In 1970, Ubels came to Calvin for his undergraduate studies as an aspiring fishery biologist, but unexpectedly spent his career doing clinically related research on the eye. In 1974, Ubels earned his bachelor’s degree in biology from Calvin and, subsequently, his PhD in animal physiology at Michigan State University in 1979. After earning his PhD, he was a postdoctoral fellow in physiology and ophthalmology at the Medical College of Wisconsin from 1980-1982 and then taught there for nine years. He then did research at the University of Pittsburgh School of Medicine for four years before making his way back to Calvin in 1995.

During two sabbaticals, Ubels was a visiting scientist at the Van Andel Research Institute from 2003-2004 and a visiting professor at Schepens Eye Research Institute at Harvard Medical School in 2010. Even with 40 years of publishing papers on every part of the eye, Ubels believes that the most important aspect of his work at Calvin has been giving students the opportunity to be involved in significant research.

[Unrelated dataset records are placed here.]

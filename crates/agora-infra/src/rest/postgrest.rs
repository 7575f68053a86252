//! Content store over the hosted backend's PostgREST API.

use std::time::Duration;

use async_trait::async_trait;
use chrono::{DateTime, Utc};
use reqwest::{Client, RequestBuilder, Response, StatusCode};
use serde::Deserialize;
use serde_json::{Map, Value, json};
use uuid::Uuid;

use agora_core::domain::{
    ContentItem, ContentPatch, ContentType, CreatorProfile, EnrichedContent, Tier,
};
use agora_core::error::StoreError;
use agora_core::ports::ContentStore;

const ENRICHED_SELECT: &str = "*,profiles(*)";
const PLAIN_SELECT: &str = "*";

/// Connection settings for the hosted REST backend.
#[derive(Debug, Clone)]
pub struct PostgrestConfig {
    /// Project URL, without the `/rest/v1` suffix.
    pub base_url: String,
    /// Anonymous or service key, sent as `apikey` and bearer token.
    pub api_key: String,
    pub request_timeout: Duration,
}

impl PostgrestConfig {
    pub fn new(base_url: impl Into<String>, api_key: impl Into<String>) -> Self {
        Self {
            base_url: base_url.into(),
            api_key: api_key.into(),
            request_timeout: Duration::from_secs(15),
        }
    }
}

/// `content` row as PostgREST returns it, optionally with the embedded profile.
#[derive(Debug, Deserialize)]
struct ContentRow {
    id: Uuid,
    creator_id: Uuid,
    title: String,
    description: Option<String>,
    content_type: String,
    #[serde(default)]
    content_data: Value,
    tier_required: Option<String>,
    #[serde(default)]
    is_published: bool,
    scheduled_publish_at: Option<String>,
    #[serde(default)]
    view_count: i64,
    #[serde(default)]
    like_count: i64,
    #[serde(default)]
    comment_count: i64,
    tags: Option<Vec<String>>,
    created_at: DateTime<Utc>,
    updated_at: DateTime<Utc>,
    #[serde(default)]
    profiles: Option<ProfileRow>,
}

#[derive(Debug, Deserialize)]
struct ProfileRow {
    id: Uuid,
    username: String,
    display_name: Option<String>,
    avatar_url: Option<String>,
}

impl ContentRow {
    fn into_enriched(self) -> Result<EnrichedContent, StoreError> {
        let id = self.id;
        let decode =
            move |e: agora_core::DomainError| StoreError::Decode(format!("content {id}: {e}"));
        let content_type: ContentType = self.content_type.parse().map_err(decode)?;
        let tier_required: Tier = match self.tier_required.as_deref() {
            Some(tier) => tier.parse().map_err(decode)?,
            None => Default::default(),
        };

        let item = ContentItem {
            id: self.id,
            creator_id: self.creator_id,
            title: self.title,
            description: self.description,
            content_type,
            content_data: self.content_data,
            tier_required,
            is_published: self.is_published,
            scheduled_publish_at: self.scheduled_publish_at,
            view_count: self.view_count,
            like_count: self.like_count,
            comment_count: self.comment_count,
            tags: self.tags.unwrap_or_default(),
            created_at: self.created_at,
            updated_at: self.updated_at,
        };
        let creator = self.profiles.map(|p| CreatorProfile {
            id: p.id,
            username: p.username,
            display_name: p.display_name,
            avatar_url: p.avatar_url,
        });

        Ok(EnrichedContent { item, creator })
    }

    fn into_item(self) -> Result<ContentItem, StoreError> {
        self.into_enriched().map(|row| row.item)
    }
}

/// PostgREST request body for a partial update. Only the patched columns are sent.
fn patch_body(patch: &ContentPatch) -> Value {
    let mut body = Map::new();
    if let Some(title) = &patch.title {
        body.insert("title".into(), json!(title));
    }
    if let Some(description) = &patch.description {
        body.insert("description".into(), json!(description));
    }
    if let Some(data) = &patch.content_data {
        body.insert("content_data".into(), data.clone());
    }
    if let Some(tier) = patch.tier_required {
        body.insert("tier_required".into(), json!(tier));
    }
    if let Some(published) = patch.is_published {
        body.insert("is_published".into(), json!(published));
    }
    if let Some(schedule) = &patch.scheduled_publish_at {
        body.insert("scheduled_publish_at".into(), json!(schedule));
    }
    if let Some(tags) = &patch.tags {
        body.insert("tags".into(), json!(tags));
    }
    body.insert("updated_at".into(), json!(Utc::now()));
    Value::Object(body)
}

/// Content store talking to `<base_url>/rest/v1/content`.
pub struct PostgrestContentStore {
    client: Client,
    config: PostgrestConfig,
}

impl PostgrestContentStore {
    pub fn new(config: PostgrestConfig) -> Result<Self, StoreError> {
        let client = Client::builder()
            .timeout(config.request_timeout)
            .build()
            .map_err(|e| StoreError::Connection(format!("Failed to create HTTP client: {e}")))?;

        Ok(Self { client, config })
    }

    fn table_url(&self) -> String {
        format!("{}/rest/v1/content", self.config.base_url.trim_end_matches('/'))
    }

    fn authorized(&self, request: RequestBuilder) -> RequestBuilder {
        request
            .header("apikey", &self.config.api_key)
            .bearer_auth(&self.config.api_key)
    }

    async fn send(&self, request: RequestBuilder) -> Result<Response, StoreError> {
        let response = self.authorized(request).send().await.map_err(|e| {
            if e.is_timeout() {
                StoreError::Timeout(self.config.request_timeout)
            } else if e.is_connect() {
                StoreError::Connection(e.to_string())
            } else {
                StoreError::Query(e.to_string())
            }
        })?;

        let status = response.status();
        if status.is_success() {
            return Ok(response);
        }

        let body = match response.text().await {
            Ok(body) => body,
            Err(e) => {
                tracing::debug!(status = %status, error = %e, "Could not read error body");
                String::new()
            }
        };
        tracing::debug!(status = %status, body = %body, "Content backend returned an error");
        Err(match status {
            StatusCode::CONFLICT => StoreError::Constraint(body),
            StatusCode::NOT_FOUND => StoreError::NotFound,
            _ => StoreError::Query(format!("{status}: {body}")),
        })
    }

    async fn fetch_rows(&self, query: &[(&str, String)]) -> Result<Vec<ContentRow>, StoreError> {
        let response = self.send(self.client.get(self.table_url()).query(query)).await?;
        response
            .json()
            .await
            .map_err(|e| StoreError::Decode(e.to_string()))
    }

    /// Run a write that returns the affected rows and keep the first one.
    async fn write_returning(&self, request: RequestBuilder) -> Result<ContentItem, StoreError> {
        let response = self
            .send(request.header("Prefer", "return=representation"))
            .await?;
        let rows: Vec<ContentRow> = response
            .json()
            .await
            .map_err(|e| StoreError::Decode(e.to_string()))?;

        rows.into_iter()
            .next()
            .ok_or(StoreError::NotFound)?
            .into_item()
    }

    fn published_query(select: &str, limit: u64) -> Vec<(&'static str, String)> {
        vec![
            ("select", select.to_string()),
            ("is_published", "eq.true".to_string()),
            ("order", "created_at.desc".to_string()),
            ("limit", limit.to_string()),
        ]
    }
}

#[async_trait]
impl ContentStore for PostgrestContentStore {
    async fn find_by_id(&self, id: Uuid) -> Result<Option<ContentItem>, StoreError> {
        let rows = self
            .fetch_rows(&[("select", PLAIN_SELECT.to_string()), ("id", format!("eq.{id}"))])
            .await?;
        rows.into_iter().next().map(ContentRow::into_item).transpose()
    }

    async fn list_by_creator(
        &self,
        creator_id: Uuid,
        limit: u64,
    ) -> Result<Vec<ContentItem>, StoreError> {
        let rows = self
            .fetch_rows(&[
                ("select", PLAIN_SELECT.to_string()),
                ("creator_id", format!("eq.{creator_id}")),
                ("order", "created_at.desc".to_string()),
                ("limit", limit.to_string()),
            ])
            .await?;
        rows.into_iter().map(ContentRow::into_item).collect()
    }

    async fn list_published_by_creator(
        &self,
        creator_id: Uuid,
        limit: u64,
    ) -> Result<Vec<ContentItem>, StoreError> {
        let mut query = Self::published_query(PLAIN_SELECT, limit);
        query.push(("creator_id", format!("eq.{creator_id}")));
        let rows = self.fetch_rows(&query).await?;
        rows.into_iter().map(ContentRow::into_item).collect()
    }

    async fn list_published_global(&self, limit: u64) -> Result<Vec<ContentItem>, StoreError> {
        let rows = self
            .fetch_rows(&Self::published_query(PLAIN_SELECT, limit))
            .await?;
        rows.into_iter().map(ContentRow::into_item).collect()
    }

    async fn list_published_global_enriched(
        &self,
        limit: u64,
    ) -> Result<Vec<EnrichedContent>, StoreError> {
        let rows = self
            .fetch_rows(&Self::published_query(ENRICHED_SELECT, limit))
            .await?;
        rows.into_iter().map(ContentRow::into_enriched).collect()
    }

    async fn insert(&self, item: ContentItem) -> Result<ContentItem, StoreError> {
        self.write_returning(self.client.post(self.table_url()).json(&item))
            .await
    }

    async fn update(&self, id: Uuid, patch: ContentPatch) -> Result<ContentItem, StoreError> {
        self.write_returning(
            self.client
                .patch(self.table_url())
                .query(&[("id", format!("eq.{id}"))])
                .json(&patch_body(&patch)),
        )
        .await
    }

    async fn delete(&self, id: Uuid) -> Result<(), StoreError> {
        self.write_returning(
            self.client
                .delete(self.table_url())
                .query(&[("id", format!("eq.{id}"))]),
        )
        .await
        .map(|_| ())
    }
}
//! Content authoring endpoints.

use actix_web::{HttpResponse, web};
use agora_core::domain::{ContentItem, ContentPatch, ContentType, Tier, parse_timestamp};
use agora_core::error::DomainError;
use agora_core::lifecycle::{evaluate, evaluate_or_draft};
use agora_shared::ApiResponse;
use agora_shared::dto::{CreateContentRequest, UpdateContentRequest};
use chrono::Utc;
use uuid::Uuid;

use super::render;
use crate::middleware::error::{AppError, AppResult};
use crate::state::AppState;

fn parse_tier(raw: &str) -> AppResult<Tier> {
    raw.parse::<Tier>()
        .map_err(|_| AppError::Validation(format!("unknown tier '{}'", raw)))
}

/// A validated update request.
struct PatchRequest(ContentPatch);

impl TryFrom<UpdateContentRequest> for PatchRequest {
    type Error = AppError;

    fn try_from(req: UpdateContentRequest) -> Result<Self, Self::Error> {
        let tier_required = req.tier_required.as_deref().map(parse_tier).transpose()?;
        if let Some(Some(at)) = &req.scheduled_publish_at {
            parse_timestamp(at)?;
        }
        Ok(PatchRequest(ContentPatch {
            title: req.title,
            description: req.description,
            content_data: req.content_data,
            tier_required,
            is_published: req.is_published,
            scheduled_publish_at: req.scheduled_publish_at,
            tags: req.tags,
        }))
    }
}

async fn load(state: &AppState, id: Uuid) -> AppResult<ContentItem> {
    state.store.find_by_id(id).await?.ok_or_else(|| {
        DomainError::NotFound {
            entity_type: "content",
            id,
        }
        .into()
    })
}

/// Create a content item, published, scheduled or as a draft.
///
/// POST /api/content
pub async fn create(
    state: web::Data<AppState>,
    body: web::Json<CreateContentRequest>,
) -> AppResult<HttpResponse> {
    let req = body.into_inner();
    let content_type: ContentType = req
        .content_type
        .parse()
        .map_err(|_| AppError::Validation(format!("unknown content type '{}'", req.content_type)))?;

    let tier = match req.tier_required.as_deref() {
        Some(raw) => parse_tier(raw)?,
        None => Tier::default(),
    };

    let mut item = ContentItem::new(req.creator_id, req.title, content_type, req.content_data)
        .with_tier(tier)
        .with_tags(req.tags);
    if let Some(description) = req.description {
        item = item.with_description(description);
    }
    item.is_published = req.is_published;
    item.scheduled_publish_at = req.scheduled_publish_at;
    item.validate()?;

    let saved = state.store.insert(item).await?;
    let evaluation = evaluate_or_draft(&saved, Utc::now());
    tracing::info!(
        content_id = %saved.id,
        creator_id = %saved.creator_id,
        state = evaluation.state.as_str(),
        "Content created"
    );

    Ok(HttpResponse::Created().json(ApiResponse::ok(render::content(
        saved,
        None,
        &evaluation,
        true,
    ))))
}

/// Partially update a content item.
///
/// PATCH /api/content/{id}
pub async fn update(
    state: web::Data<AppState>,
    path: web::Path<Uuid>,
    body: web::Json<UpdateContentRequest>,
) -> AppResult<HttpResponse> {
    let id = path.into_inner();
    let PatchRequest(patch) = PatchRequest::try_from(body.into_inner())?;
    if patch.is_empty() {
        return Err(AppError::BadRequest("no fields to update".to_string()));
    }

    let mut preview = load(&state, id).await?;
    patch.apply_to(&mut preview);
    preview.validate()?;

    let saved = state.store.update(id, patch).await?;
    let evaluation = evaluate_or_draft(&saved, Utc::now());
    tracing::info!(content_id = %id, state = evaluation.state.as_str(), "Content updated");

    Ok(HttpResponse::Ok().json(ApiResponse::ok(render::content(
        saved,
        None,
        &evaluation,
        true,
    ))))
}

/// Delete a content item.
///
/// DELETE /api/content/{id}
pub async fn delete(state: web::Data<AppState>, path: web::Path<Uuid>) -> AppResult<HttpResponse> {
    let id = path.into_inner();
    state.store.delete(id).await?;
    tracing::info!(content_id = %id, "Content deleted");
    Ok(HttpResponse::NoContent().finish())
}

/// Publication state of one item, with countdown labels when scheduled.
///
/// GET /api/content/{id}/status
pub async fn status(state: web::Data<AppState>, path: web::Path<Uuid>) -> AppResult<HttpResponse> {
    let item = load(&state, path.into_inner()).await?;
    let evaluation = evaluate(&item, Utc::now())?;
    Ok(HttpResponse::Ok().json(ApiResponse::ok(render::status(&item, &evaluation))))
}
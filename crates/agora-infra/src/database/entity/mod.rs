//! SeaORM entities for the content tables.

pub mod content;
pub mod profile;
//! Domain-level error types.

use std::time::Duration;

use thiserror::Error;
use uuid::Uuid;

/// Domain errors - business rule failures.
#[derive(Debug, Error)]
pub enum DomainError {
    #[error("Entity not found: {entity_type} with id {id}")]
    NotFound { entity_type: &'static str, id: Uuid },

    #[error("Validation failed: {0}")]
    Validation(String),
}

/// Content store errors.
#[derive(Debug, Clone, Error)]
pub enum StoreError {
    #[error("Store connection failed: {0}")]
    Connection(String),

    #[error("Query execution failed: {0}")]
    Query(String),

    #[error("Entity not found")]
    NotFound,

    #[error("Constraint violation: {0}")]
    Constraint(String),

    #[error("Store call timed out after {}s", .0.as_secs())]
    Timeout(Duration),

    #[error("Malformed store row: {0}")]
    Decode(String),
}

/// Raised by the publication state evaluator.
#[derive(Debug, Clone, PartialEq, Eq, Error)]
pub enum EvaluationError {
    #[error("Invalid scheduled_publish_at '{value}': {reason}")]
    InvalidTimestamp { value: String, reason: String },
}

/// Feed loading failures, as seen at the feed boundary.
#[derive(Debug, Error)]
pub enum FeedError {
    /// A single store call failed; the next poll tick retries.
    #[error("Feed fetch failed: {0}")]
    FetchFailed(#[source] StoreError),

    /// The creator-profile join failed; callers fall back to the plain query.
    #[error("Feed enrichment unavailable: {0}")]
    EnrichmentUnavailable(#[source] StoreError),

    /// Both the enriched and the plain query failed.
    #[error("Feed could not be loaded (enriched: {enriched}; plain: {plain})")]
    FatalLoadFailure {
        enriched: StoreError,
        plain: StoreError,
    },
}

impl FeedError {
    /// Whether the UI should offer a manual retry instead of waiting for the next tick.
    pub fn is_fatal(&self) -> bool {
        matches!(self, FeedError::FatalLoadFailure { .. })
    }
}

“The work with students in the lab has been the highlight for me. Over 55 students have done research with me, and I always say that if you’re doing research at a liberal arts college like Calvin, you have to involve students in your research. I consider the work that my students and I have done in the laboratory all these years to be a vital part of my teaching responsibility,” he said.

Ubels led the “Eye Care in Mexico” interim trip in 2014 and 2016 with Dr. Larry Gerbens and a group of pre-health care and nursing students who set up clinics in the poorest neighborhoods of Tijuana for people who have no access to eye care. He hopes to continue leading this trip in future interims. He has also lead the sailing interim trip to Florida six times since 2005, and plans on leading it during the upcoming interim.

During his first year of retirement, Ubels will continue to work in his laboratory. He was recently appointed to be a professor at Michigan State University College of Human Medicine in Grand Rapids, where he will teach part-time. He plans to do volunteer work with the Lions Club and the Association for the Blind and Visually Impaired, in Grand Rapids, and will also travel with his wife, Jan, to New York City, Washington, D.C., and San Diego, where his three children live.

Ubels will miss working with his fellow faculty members in the biology department. “I doubt there is any department at Calvin that is better at getting along than the biology department,” he said. “I will miss those close collegial relationships and friendships.”